Size- and Oxidation-Dependent Toxicity of Graphene Oxide Nanomaterials in Embryonic Zebrafish

Ryan M Lopez  1 Joshua R White  1 Lisa Truong  1 Robyn L Tanguay  1
Affiliations

Size- and Oxidation-Dependent Toxicity of Graphene Oxide Nanomaterials in Embryonic Zebrafish

Ryan M Lopez et al. Nanomaterials (Basel). .

Abstract

Graphene oxides (GOs) are a popular graphene alternative. The goal of this study was to compare the biocompatibility of a diversity of well-characterized GOs. Our previous work advanced developmental zebrafish as a model to interrogate the interactions and biological responses following exposures to engineered nanomaterials (ENMs).
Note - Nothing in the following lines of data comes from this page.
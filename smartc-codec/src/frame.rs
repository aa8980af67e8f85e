use bytes::Bytes;

use crate::error::{CodecError, Result};
use crate::quality::QualityLevel;

/// First payload byte of a keyframe
pub const KEYFRAME_MARKER: u8 = 0xFF;
/// First payload byte of a delta frame
pub const DELTA_MARKER: u8 = 0x00;

#[derive(Debug, Clone, Copy, PartialEq, Eq)]
pub enum FrameHeader {
    Keyframe { quality: QualityLevel },
    Delta { changed_blocks: u16 },
}

impl FrameHeader {
    /// Parse the header and return it with its length in bytes
    pub fn parse(payload: &[u8]) -> Result<(Self, usize)> {
        match payload.first() {
            Some(&KEYFRAME_MARKER) => {
                let tag = *payload.get(1).ok_or(CodecError::Truncated(1))?;
                let quality = QualityLevel::try_from(tag)?;
                Ok((Self::Keyframe { quality }, 2))
            }
            Some(&DELTA_MARKER) => match payload.get(1..3) {
                Some(&[lo, hi]) => Ok((
                    Self::Delta {
                        changed_blocks: u16::from_le_bytes([lo, hi]),
                    },
                    3,
                )),
                _ => Err(CodecError::Truncated(payload.len())),
            },
            Some(&other) => Err(CodecError::UnknownFrameType(other)),
            None => Err(CodecError::Truncated(0)),
        }
    }

    #[must_use]
    pub const fn is_keyframe(&self) -> bool {
        matches!(self, Self::Keyframe { .. })
    }
}

/// One encoded frame. Immutable once produced; `payload` is the wire form.
#[derive(Debug, Clone, PartialEq, Eq)]
pub struct EncodedFrame {
    pub payload: Bytes,
    pub width: u32,
    pub height: u32,
    pub is_keyframe: bool,
    /// 1-based position in the encoder's output sequence
    pub sequence: u64,
    pub quality: QualityLevel,
}

impl EncodedFrame {
    #[must_use]
    pub fn as_bytes(&self) -> &[u8] {
        &self.payload
    }

    #[must_use]
    pub fn len(&self) -> usize {
        self.payload.len()
    }

    #[must_use]
    pub fn is_empty(&self) -> bool {
        self.payload.is_empty()
    }
}

/// Reconstructed RGBA frame
#[derive(Debug, Clone, PartialEq, Eq)]
pub struct DecodedFrame {
    pub data: Vec<u8>,
    pub width: u32,
    pub height: u32,
    pub is_keyframe: bool,
}

#[cfg(test)]
mod tests {
    use super::*;

    #[test]
    fn test_parse_keyframe_header() {
        let (header, len) = FrameHeader::parse(&[0xFF, 2, 0xFF, 10, 0]).unwrap();
        assert_eq!(
            header,
            FrameHeader::Keyframe {
                quality: QualityLevel::Medium
            }
        );
        assert_eq!(len, 2);
    }

    #[test]
    fn test_parse_delta_header() {
        let (header, len) = FrameHeader::parse(&[0x00, 0x01, 0x02]).unwrap();
        assert_eq!(
            header,
            FrameHeader::Delta {
                changed_blocks: 0x0201
            }
        );
        assert_eq!(len, 3);
    }

    #[test]
    fn test_parse_rejects_garbage() {
        assert_eq!(FrameHeader::parse(&[]), Err(CodecError::Truncated(0)));
        assert_eq!(FrameHeader::parse(&[0x00, 1]), Err(CodecError::Truncated(2)));
        assert_eq!(FrameHeader::parse(&[0xFF, 9]), Err(CodecError::UnknownQuality(9)));
        assert_eq!(FrameHeader::parse(&[0x42]), Err(CodecError::UnknownFrameType(0x42)));
    }
}
//! Session directory
//!
//! Membership of each session is a concurrent set paired with an atomic
//! counter. Creation and destruction of a session record happen under the
//! directory's map entry, so a join never lands in a record that is being
//! removed.

use dashmap::mapref::entry::Entry;
use dashmap::{DashMap, DashSet};
use parking_lot::RwLock;
use serde::Serialize;
use smartc_core::{ConnectionId, Error, Result, SessionId};
use std::sync::atomic::{AtomicUsize, Ordering};
use std::sync::Arc;
use tracing::{info, warn};

#[derive(Debug)]
pub struct SessionRecord {
    id: SessionId,
    members: DashSet<ConnectionId>,
    member_count: AtomicUsize,
    /// Always a subset of `members`
    relay_nodes: RwLock<Vec<ConnectionId>>,
}

impl SessionRecord {
    fn new(id: SessionId) -> Self {
        Self {
            id,
            members: DashSet::new(),
            member_count: AtomicUsize::new(0),
            relay_nodes: RwLock::new(Vec::new()),
        }
    }

    #[must_use]
    pub const fn id(&self) -> &SessionId {
        &self.id
    }

    #[must_use]
    pub fn member_count(&self) -> usize {
        self.member_count.load(Ordering::Acquire)
    }

    #[must_use]
    pub fn is_empty(&self) -> bool {
        self.member_count() == 0
    }

    #[must_use]
    pub fn contains(&self, id: &ConnectionId) -> bool {
        self.members.contains(id)
    }

    #[must_use]
    pub fn members(&self) -> Vec<ConnectionId> {
        self.members.iter().map(|id| id.key().clone()).collect()
    }

    #[must_use]
    pub fn relay_nodes(&self) -> Vec<ConnectionId> {
        self.relay_nodes.read().clone()
    }

    fn insert(&self, id: ConnectionId) -> bool {
        let inserted = self.members.insert(id);
        if inserted {
            self.member_count.fetch_add(1, Ordering::AcqRel);
        }
        inserted
    }

    fn remove(&self, id: &ConnectionId) -> bool {
        let removed = self.members.remove(id).is_some();
        if removed {
            self.member_count.fetch_sub(1, Ordering::AcqRel);
            self.relay_nodes.write().retain(|relay| relay != id);
        }
        removed
    }
}

#[derive(Debug, Clone, Copy, PartialEq, Eq)]
pub struct JoinOutcome {
    pub created: bool,
    /// The connection was already a member
    pub rejoined: bool,
    pub member_count: usize,
}

#[derive(Debug, Clone, Copy, PartialEq, Eq)]
pub struct LeaveOutcome {
    pub remaining: usize,
    pub destroyed: bool,
}

#[derive(Debug, Clone, PartialEq, Eq, Serialize)]
pub struct SessionStats {
    pub session_id: SessionId,
    pub connection_count: usize,
    pub relay_node_count: usize,
}

#[derive(Debug)]
pub struct SessionDirectory {
    sessions: DashMap<SessionId, Arc<SessionRecord>>,
    /// Tracked separately: `DashMap::len` would deadlock under an entry guard
    session_count: AtomicUsize,
    /// 0 = unlimited
    max_sessions: usize,
    /// 0 = unlimited
    max_members: usize,
}

impl SessionDirectory {
    pub fn new(max_sessions: usize, max_members: usize) -> Self {
        Self {
            sessions: DashMap::new(),
            session_count: AtomicUsize::new(0),
            max_sessions,
            max_members,
        }
    }

    #[must_use]
    pub fn get(&self, id: &SessionId) -> Option<Arc<SessionRecord>> {
        self.sessions.get(id).map(|s| Arc::clone(s.value()))
    }

    /// Add `connection` to `session`, creating the session if needed
    pub fn join(&self, session: &SessionId, connection: &ConnectionId) -> Result<JoinOutcome> {
        match self.sessions.entry(session.clone()) {
            Entry::Occupied(entry) => {
                let record = entry.get();
                if record.contains(connection) {
                    return Ok(JoinOutcome {
                        created: false,
                        rejoined: true,
                        member_count: record.member_count(),
                    });
                }
                if self.max_members > 0 && record.member_count() >= self.max_members {
                    warn!(
                        session_id = %session,
                        current_members = record.member_count(),
                        max_members = self.max_members,
                        "Session member limit reached"
                    );
                    return Err(Error::ResourceExhausted(format!(
                        "Session {session} is full ({} members)",
                        self.max_members
                    )));
                }
                record.insert(connection.clone());
                Ok(JoinOutcome {
                    created: false,
                    rejoined: false,
                    member_count: record.member_count(),
                })
            }
            Entry::Vacant(entry) => {
                let reserved = self
                    .session_count
                    .fetch_update(Ordering::AcqRel, Ordering::Acquire, |n| {
                        (self.max_sessions == 0 || n < self.max_sessions).then_some(n + 1)
                    });
                if reserved.is_err() {
                    warn!(
                        session_id = %session,
                        max_sessions = self.max_sessions,
                        "Session limit reached"
                    );
                    return Err(Error::ResourceExhausted(format!(
                        "Maximum number of sessions reached ({})",
                        self.max_sessions
                    )));
                }

                let record = SessionRecord::new(session.clone());
                record.insert(connection.clone());
                entry.insert(Arc::new(record));
                info!(session_id = %session, "Session created");
                Ok(JoinOutcome {
                    created: true,
                    rejoined: false,
                    member_count: 1,
                })
            }
        }
    }

    /// Remove `connection` from `session`; destroys the session when it empties.
    ///
    /// `None` when the session is unknown or the connection was not a member.
    pub fn leave(&self, session: &SessionId, connection: &ConnectionId) -> Option<LeaveOutcome> {
        let record = self.get(session)?;
        if !record.remove(connection) {
            return None;
        }

        let destroyed = self
            .sessions
            .remove_if(session, |_, r| Arc::ptr_eq(r, &record) && r.is_empty())
            .is_some();
        if destroyed {
            self.session_count.fetch_sub(1, Ordering::AcqRel);
            info!(session_id = %session, "Session destroyed");
        }

        Some(LeaveOutcome {
            remaining: record.member_count(),
            destroyed,
        })
    }

    /// Replace a session's relay list.
    ///
    /// Relays that are not members are dropped and reported as an invariant
    /// violation; the members among them are still stored.
    pub fn set_relays(&self, session: &SessionId, relays: Vec<ConnectionId>) -> Result<()> {
        let Some(record) = self.get(session) else {
            return Ok(());
        };

        let (valid, stray): (Vec<_>, Vec<_>) =
            relays.into_iter().partition(|id| record.contains(id));
        *record.relay_nodes.write() = valid;

        if stray.is_empty() {
            Ok(())
        } else {
            Err(Error::InvariantViolation(format!(
                "Relay list for session {session} references non-members: {}",
                stray
                    .iter()
                    .map(ConnectionId::as_str)
                    .collect::<Vec<_>>()
                    .join(", ")
            )))
        }
    }

    #[must_use]
    pub fn relay_nodes(&self, session: &SessionId) -> Vec<ConnectionId> {
        self.get(session)
            .map(|record| record.relay_nodes())
            .unwrap_or_default()
    }

    #[must_use]
    pub fn members(&self, session: &SessionId) -> Vec<ConnectionId> {
        self.get(session)
            .map(|record| record.members())
            .unwrap_or_default()
    }

    #[must_use]
    pub fn member_count(&self, session: &SessionId) -> usize {
        self.get(session).map_or(0, |record| record.member_count())
    }

    #[must_use]
    pub fn contains(&self, session: &SessionId, connection: &ConnectionId) -> bool {
        self.get(session)
            .is_some_and(|record| record.contains(connection))
    }

    #[must_use]
    pub fn stats(&self, session: &SessionId) -> Option<SessionStats> {
        self.get(session).map(|record| SessionStats {
            session_id: session.clone(),
            connection_count: record.member_count(),
            relay_node_count: record.relay_nodes.read().len(),
        })
    }

    #[must_use]
    pub fn session_count(&self) -> usize {
        self.session_count.load(Ordering::Acquire)
    }

    pub fn clear(&self) {
        self.sessions.clear();
        self.session_count.store(0, Ordering::Release);
    }
}

#[cfg(test)]
mod tests {
    use super::*;

    #[test]
    fn test_join_and_leave_lifecycle() {
        let directory = SessionDirectory::new(0, 0);
        let room = SessionId::from("room");

        let first = directory.join(&room, &"a".into()).unwrap();
        assert!(first.created);
        let second = directory.join(&room, &"b".into()).unwrap();
        assert_eq!(second.member_count, 2);
        assert_eq!(directory.session_count(), 1);

        let again = directory.join(&room, &"a".into()).unwrap();
        assert!(again.rejoined);
        assert_eq!(again.member_count, 2);

        let left = directory.leave(&room, &"a".into()).unwrap();
        assert_eq!(left, LeaveOutcome { remaining: 1, destroyed: false });
        assert!(directory.leave(&room, &"a".into()).is_none());

        let last = directory.leave(&room, &"b".into()).unwrap();
        assert!(last.destroyed);
        assert_eq!(directory.session_count(), 0);
        assert!(directory.stats(&room).is_none());
    }

    #[test]
    fn test_session_limit() {
        let directory = SessionDirectory::new(1, 0);
        directory.join(&"one".into(), &"a".into()).unwrap();
        let err = directory.join(&"two".into(), &"b".into()).unwrap_err();
        assert_eq!(err.kind(), "resource_exhausted");

        directory.leave(&"one".into(), &"a".into());
        assert!(directory.join(&"two".into(), &"b".into()).is_ok());
    }

    #[test]
    fn test_member_limit() {
        let directory = SessionDirectory::new(0, 2);
        let room = SessionId::from("room");
        directory.join(&room, &"a".into()).unwrap();
        directory.join(&room, &"b".into()).unwrap();
        assert!(directory.join(&room, &"c".into()).is_err());
        // rejoining never counts against the limit
        assert!(directory.join(&room, &"a".into()).is_ok());
    }

    #[test]
    fn test_relays_must_be_members() {
        let directory = SessionDirectory::new(0, 0);
        let room = SessionId::from("room");
        directory.join(&room, &"a".into()).unwrap();
        directory.join(&room, &"b".into()).unwrap();

        directory.set_relays(&room, vec!["a".into()]).unwrap();
        assert_eq!(directory.stats(&room).unwrap().relay_node_count, 1);

        let err = directory
            .set_relays(&room, vec!["b".into(), "ghost".into()])
            .unwrap_err();
        assert_eq!(err.kind(), "invariant_violation");
        assert_eq!(directory.relay_nodes(&room), vec![ConnectionId::from("b")]);

        directory.leave(&room, &"b".into());
        assert!(directory.relay_nodes(&room).is_empty());
    }

    #[test]
    fn test_concurrent_joins_keep_count_consistent() {
        let directory = Arc::new(SessionDirectory::new(0, 0));
        let room = SessionId::from("room");

        std::thread::scope(|scope| {
            for worker in 0..8 {
                let directory = Arc::clone(&directory);
                let room = room.clone();
                scope.spawn(move || {
                    for i in 0..100 {
                        let id = ConnectionId::from(format!("{worker}-{i}"));
                        directory.join(&room, &id).unwrap();
                        if i % 2 == 0 {
                            directory.leave(&room, &id);
                        }
                    }
                });
            }
        });

        assert_eq!(directory.member_count(&room), 400);
        assert_eq!(directory.members(&room).len(), 400);
    }
}
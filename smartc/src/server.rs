//! Server lifecycle and HTTP surface
//!
//! Serves the JSON stats endpoints and the `/signal` WebSocket endpoint from
//! one axum router, then tears the hub down once the listener has stopped.

use axum::{
    extract::{Path, State},
    routing::get,
    Json, Router,
};
use serde::Serialize;
use std::sync::Arc;
use std::time::Instant;
use tracing::{error, info};

use smartc_codec::QualityLevel;
use smartc_core::{Config, SessionId};
use smartc_hub::{DispatchTable, GlobalStats, SessionStats, SignalingHub, SignalingService};
use smartc_mesh::TopologyStats;

use crate::websocket;

/// Shared state handed to every handler
#[derive(Clone)]
pub struct AppState {
    pub hub: Arc<SignalingHub>,
    pub dispatch: Arc<DispatchTable<SignalingHub>>,
    pub config: Arc<Config>,
    pub started_at: Instant,
}

impl AppState {
    pub fn new(config: Config, hub: Arc<SignalingHub>) -> Self {
        Self {
            hub,
            dispatch: Arc::new(DispatchTable::new()),
            config: Arc::new(config),
            started_at: Instant::now(),
        }
    }
}

pub fn router(state: AppState) -> Router {
    Router::new()
        .route("/", get(service_info))
        .route("/health", get(health))
        .route("/stats", get(global_stats))
        .route("/stats/{session_id}", get(session_stats))
        .route("/signal", get(websocket::signal_handler))
        .with_state(state)
}

pub struct SignalServer {
    config: Config,
    hub: Arc<SignalingHub>,
}

impl SignalServer {
    pub const fn new(config: Config, hub: Arc<SignalingHub>) -> Self {
        Self { config, hub }
    }

    /// Serve until a shutdown signal arrives, then stop the hub
    pub async fn start(self) -> anyhow::Result<()> {
        let address = self.config.http_address();
        let listener = tokio::net::TcpListener::bind(&address).await?;
        info!("HTTP server listening on {}", address);

        let app = router(AppState::new(self.config, Arc::clone(&self.hub)));
        let result = axum::serve(listener, app)
            .with_graceful_shutdown(shutdown_signal())
            .await;
        if let Err(e) = &result {
            error!("HTTP server error: {}", e);
        }

        info!("Shutting down signal server...");
        self.hub.shutdown();
        self.hub.join_background_tasks().await;
        info!("Signal server stopped");

        result.map_err(Into::into)
    }
}

#[derive(Debug, Serialize)]
pub struct CodecInfo {
    pub default_quality: QualityLevel,
    pub block_size: usize,
    pub quantization: u8,
    pub keyframe_interval: u32,
}

#[derive(Debug, Serialize)]
pub struct ServiceInfo {
    pub service: &'static str,
    pub version: &'static str,
    pub status: &'static str,
    pub codec: CodecInfo,
}

async fn service_info(State(state): State<AppState>) -> Json<ServiceInfo> {
    let quality = state
        .config
        .codec
        .default_quality
        .parse::<QualityLevel>()
        .unwrap_or_default();
    let params = quality.params();
    Json(ServiceInfo {
        service: "SmaRTC",
        version: env!("CARGO_PKG_VERSION"),
        status: if state.hub.is_shutdown() {
            "stopping"
        } else {
            "operational"
        },
        codec: CodecInfo {
            default_quality: quality,
            block_size: params.block_size,
            quantization: params.quantization,
            keyframe_interval: state.config.codec.keyframe_interval,
        },
    })
}

async fn health(State(state): State<AppState>) -> Json<serde_json::Value> {
    Json(serde_json::json!({
        "status": "healthy",
        "uptime_secs": state.started_at.elapsed().as_secs(),
        "connections": state.hub.pool().active_count(),
    }))
}

async fn global_stats(State(state): State<AppState>) -> Json<GlobalStats> {
    Json(state.hub.global_stats())
}

#[derive(Debug, Serialize)]
pub struct SessionReport {
    pub session: SessionStats,
    pub topology: TopologyStats,
}

async fn session_stats(
    State(state): State<AppState>,
    Path(session_id): Path<String>,
) -> Json<SessionReport> {
    let session_id = SessionId::from(session_id);
    Json(SessionReport {
        session: state.hub.session_stats(&session_id),
        topology: state.hub.topology_stats(&session_id),
    })
}

async fn shutdown_signal() {
    let ctrl_c = async {
        match tokio::signal::ctrl_c().await {
            Ok(()) => {
                info!("Received Ctrl+C signal");
            }
            Err(e) => {
                error!("Failed to install Ctrl+C handler: {}", e);
            }
        }
    };

    #[cfg(unix)]
    let terminate = async {
        match tokio::signal::unix::signal(tokio::signal::unix::SignalKind::terminate()) {
            Ok(mut signal) => {
                signal.recv().await;
                info!("Received SIGTERM signal");
            }
            Err(e) => {
                error!("Failed to install SIGTERM handler: {}", e);
            }
        }
    };

    #[cfg(not(unix))]
    let terminate = std::future::pending::<()>();

    tokio::select! {
        () = ctrl_c => {}
        () = terminate => {}
    }
}
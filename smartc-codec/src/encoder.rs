use bytes::Bytes;
use smartc_core::config::CodecConfig;
use tracing::{debug, warn};

use crate::block::{BlockGrid, BYTES_PER_PIXEL};
use crate::error::{CodecError, Result};
use crate::frame::{EncodedFrame, DELTA_MARKER, KEYFRAME_MARKER};
use crate::quality::{QualityLevel, QualityParams};
use crate::rle;

pub const DEFAULT_KEYFRAME_INTERVAL: u32 = 30;

/// Offset applied to signed deltas so they fit in a byte
const DELTA_BIAS: i16 = 128;

/// Blocks-changed ratio above which a delta frame is abandoned, as a fraction of 10
const FALLBACK_TENTHS: usize = 7;

/// Round a channel value down to a multiple of `step`
#[inline]
pub(crate) const fn quantize(value: u8, step: u8) -> u8 {
    value / step * step
}

/// Apply one biased delta byte to a reference channel value
#[inline]
pub(crate) fn apply_delta(reference: u8, delta: u8) -> u8 {
    let value = i16::from(reference) + i16::from(delta) - DELTA_BIAS;
    value.clamp(0, 255) as u8
}

/// Biased, quantized delta from `reference` to `target`, or `None` when the
/// difference does not fit in a byte
#[inline]
fn encode_delta(reference: u8, target: u8, step: u8) -> Option<u8> {
    let diff = i16::from(target) - i16::from(reference);
    if !(-DELTA_BIAS..DELTA_BIAS).contains(&diff) {
        return None;
    }
    let step = i16::from(step);
    Some((diff / step * step + DELTA_BIAS) as u8)
}

pub(crate) fn frame_len(width: u32, height: u32) -> Result<usize> {
    if width == 0 || height == 0 {
        return Err(CodecError::InvalidDimensions { width, height });
    }
    let width = usize::try_from(width).map_err(|_| CodecError::Overflow)?;
    let height = usize::try_from(height).map_err(|_| CodecError::Overflow)?;
    width
        .checked_mul(height)
        .and_then(|px| px.checked_mul(BYTES_PER_PIXEL))
        .ok_or(CodecError::Overflow)
}

/// Stateful keyframe/delta encoder for a single RGBA stream.
///
/// Two reference buffers are kept. `previous` holds the last raw input and
/// drives change detection. `reconstructed` mirrors what a decoder holds
/// after the last frame, and deltas are computed against it so quantization
/// error does not accumulate across delta frames.
#[derive(Debug)]
pub struct DifferentialEncoder {
    width: u32,
    height: u32,
    frame_len: usize,
    quality: QualityLevel,
    keyframe_interval: u32,
    frame_count: u64,
    force_keyframe: bool,
    previous: Option<Vec<u8>>,
    reconstructed: Vec<u8>,
    block: Vec<u8>,
    delta: Vec<u8>,
}

impl DifferentialEncoder {
    pub fn new(width: u32, height: u32, quality: QualityLevel) -> Result<Self> {
        let mut encoder = Self {
            width,
            height,
            frame_len: 0,
            quality,
            keyframe_interval: DEFAULT_KEYFRAME_INTERVAL,
            frame_count: 0,
            force_keyframe: false,
            previous: None,
            reconstructed: Vec::new(),
            block: Vec::new(),
            delta: Vec::new(),
        };
        encoder.initialize(width, height, quality)?;
        Ok(encoder)
    }

    /// Build an encoder from the `codec` config section
    pub fn from_config(width: u32, height: u32, config: &CodecConfig) -> Result<Self> {
        let quality = config.default_quality.parse().unwrap_or_else(|err| {
            warn!(error = %err, "Falling back to default codec quality");
            QualityLevel::default()
        });
        Ok(Self::new(width, height, quality)?.with_keyframe_interval(config.keyframe_interval))
    }

    /// Intervals of 0 or 1 make every frame a keyframe
    #[must_use]
    pub const fn with_keyframe_interval(mut self, interval: u32) -> Self {
        self.keyframe_interval = interval;
        self
    }

    /// (Re)allocate the reference buffers and restart the frame sequence
    pub fn initialize(&mut self, width: u32, height: u32, quality: QualityLevel) -> Result<()> {
        let frame_len = frame_len(width, height)?;
        self.width = width;
        self.height = height;
        self.frame_len = frame_len;
        self.quality = quality;
        self.reconstructed = vec![0; frame_len];
        self.reset();
        Ok(())
    }

    /// Drop the reference frame so the next frame is a keyframe with sequence 1
    pub fn reset(&mut self) {
        self.frame_count = 0;
        self.previous = None;
        self.force_keyframe = false;
    }

    /// Make the next frame a keyframe without restarting the sequence
    pub fn request_keyframe(&mut self) {
        self.force_keyframe = true;
    }

    /// Pick the quality for measured bandwidth. A change takes effect on the
    /// next frame, which is forced to be a keyframe.
    pub fn adjust_quality(&mut self, available_kbps: u32) -> QualityLevel {
        let next = QualityLevel::from_bandwidth(available_kbps);
        if next != self.quality {
            debug!(from = %self.quality, to = %next, available_kbps, "Encoder quality changed");
            self.quality = next;
            self.force_keyframe = true;
        }
        next
    }

    #[must_use]
    pub const fn quality(&self) -> QualityLevel {
        self.quality
    }

    #[must_use]
    pub const fn frame_count(&self) -> u64 {
        self.frame_count
    }

    #[must_use]
    pub const fn dimensions(&self) -> (u32, u32) {
        (self.width, self.height)
    }

    pub fn encode_frame(&mut self, raw: &[u8]) -> Result<EncodedFrame> {
        if raw.len() != self.frame_len {
            return Err(CodecError::DimensionMismatch {
                expected: self.frame_len,
                actual: raw.len(),
            });
        }

        self.frame_count += 1;
        let params = self.quality.params();
        let grid = BlockGrid::new(
            self.width as usize,
            self.height as usize,
            params.block_size,
        );
        let scheduled = self.keyframe_interval <= 1
            || self.frame_count % u64::from(self.keyframe_interval) == 1;

        let previous = self.previous.take();
        let delta = match &previous {
            Some(prev) if !scheduled && !self.force_keyframe && grid.addressable() => {
                self.encode_delta_frame(raw, prev, &grid, params)
            }
            _ => None,
        };

        let (payload, is_keyframe) = match delta {
            Some(payload) => (payload, false),
            None => (self.encode_keyframe(raw, &grid, params), true),
        };

        if is_keyframe {
            self.force_keyframe = false;
        }
        self.previous = Some(match previous {
            Some(mut buf) => {
                buf.copy_from_slice(raw);
                buf
            }
            None => raw.to_vec(),
        });

        Ok(EncodedFrame {
            payload: Bytes::from(payload),
            width: self.width,
            height: self.height,
            is_keyframe,
            sequence: self.frame_count,
            quality: self.quality,
        })
    }

    fn encode_keyframe(&mut self, raw: &[u8], grid: &BlockGrid, params: QualityParams) -> Vec<u8> {
        let mut out = Vec::with_capacity(self.frame_len / 2 + 2);
        out.extend_from_slice(&[KEYFRAME_MARKER, self.quality.tag()]);

        for (bx, by) in grid.positions() {
            let rect = grid.rect(bx, by);
            grid.gather(raw, &rect, &mut self.block);
            for value in &mut self.block {
                *value = quantize(*value, params.quantization);
            }
            rle::compress(&self.block, &mut out);
            grid.scatter(&mut self.reconstructed, &rect, &self.block);
        }
        out
    }

    /// `None` means the frame must be sent as a keyframe instead
    fn encode_delta_frame(
        &mut self,
        raw: &[u8],
        previous: &[u8],
        grid: &BlockGrid,
        params: QualityParams,
    ) -> Option<Vec<u8>> {
        let changed: Vec<(usize, usize)> = grid
            .positions()
            .filter(|&(bx, by)| {
                grid.changed(raw, previous, &grid.rect(bx, by), params.diff_threshold)
            })
            .collect();

        if changed.len() * 10 > grid.len() * FALLBACK_TENTHS {
            debug!(
                changed = changed.len(),
                total = grid.len(),
                "Too many blocks changed, encoding keyframe"
            );
            return None;
        }

        let count = u16::try_from(changed.len()).ok()?;
        let mut out = Vec::with_capacity(3 + changed.len() * 16);
        out.push(DELTA_MARKER);
        out.extend_from_slice(&count.to_le_bytes());

        self.delta.clear();
        for &(bx, by) in &changed {
            let rect = grid.rect(bx, by);
            grid.gather(raw, &rect, &mut self.block);
            let start = self.delta.len();
            let stride = rect.width * BYTES_PER_PIXEL;
            for row in 0..rect.height {
                let reference = &self.reconstructed[grid.row_span(&rect, row)];
                let target = &self.block[row * stride..(row + 1) * stride];
                for (&r, &t) in reference.iter().zip(target) {
                    let Some(byte) = encode_delta(r, t, params.quantization) else {
                        debug!(
                            block_x = bx,
                            block_y = by,
                            "Delta out of range, encoding keyframe"
                        );
                        return None;
                    };
                    self.delta.push(byte);
                }
            }
            // grid coordinates fit in a byte when the grid is addressable
            out.extend_from_slice(&[bx as u8, by as u8]);
            rle::compress(&self.delta[start..], &mut out);
        }

        let mut offset = 0;
        for &(bx, by) in &changed {
            let rect = grid.rect(bx, by);
            for row in 0..rect.height {
                let span = grid.row_span(&rect, row);
                let len = span.len();
                let deltas = &self.delta[offset..offset + len];
                for (value, &delta) in self.reconstructed[span].iter_mut().zip(deltas) {
                    *value = apply_delta(*value, delta);
                }
                offset += len;
            }
        }

        Some(out)
    }
}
Here, we investigated GO 250 nm × 250 nm (sGO), 400 nm × 400 nm (mGO), and 1 μm × 1 μm (lGO), partially reduced GO (prGO) 400 nm × 400 nm, and reduced GO (rGO) 400 nm × 400 nm and 2 μm × 2 μm, which first underwent extensive characterization under the support of the Nanomaterials Health Implications Research (NHIR) Consortium. GOs were stabilized in water (GOs), while prGO and rGOs were dispersed in sodium cholate. Zebrafish were statically exposed to up to 50 μg/mL of each material from 6 h post-fertilization (hpf) until 120 hpf. Toxicity was dependent on GO properties. mGO was the most toxic material; its effects manifested in the yolk syncytial layer (YSL). Additionally, sodium cholate stabilization significantly increased GO toxicity. The observed effects were size- and oxidation-state-dependent, revealing the importance of identifying the structure-specific toxicity of GOs.

Keywords: developmental toxicity; graphene oxide; nanotoxicology; photomotor behavior; protein corona; sodium cholate; teratogenic; zebrafish.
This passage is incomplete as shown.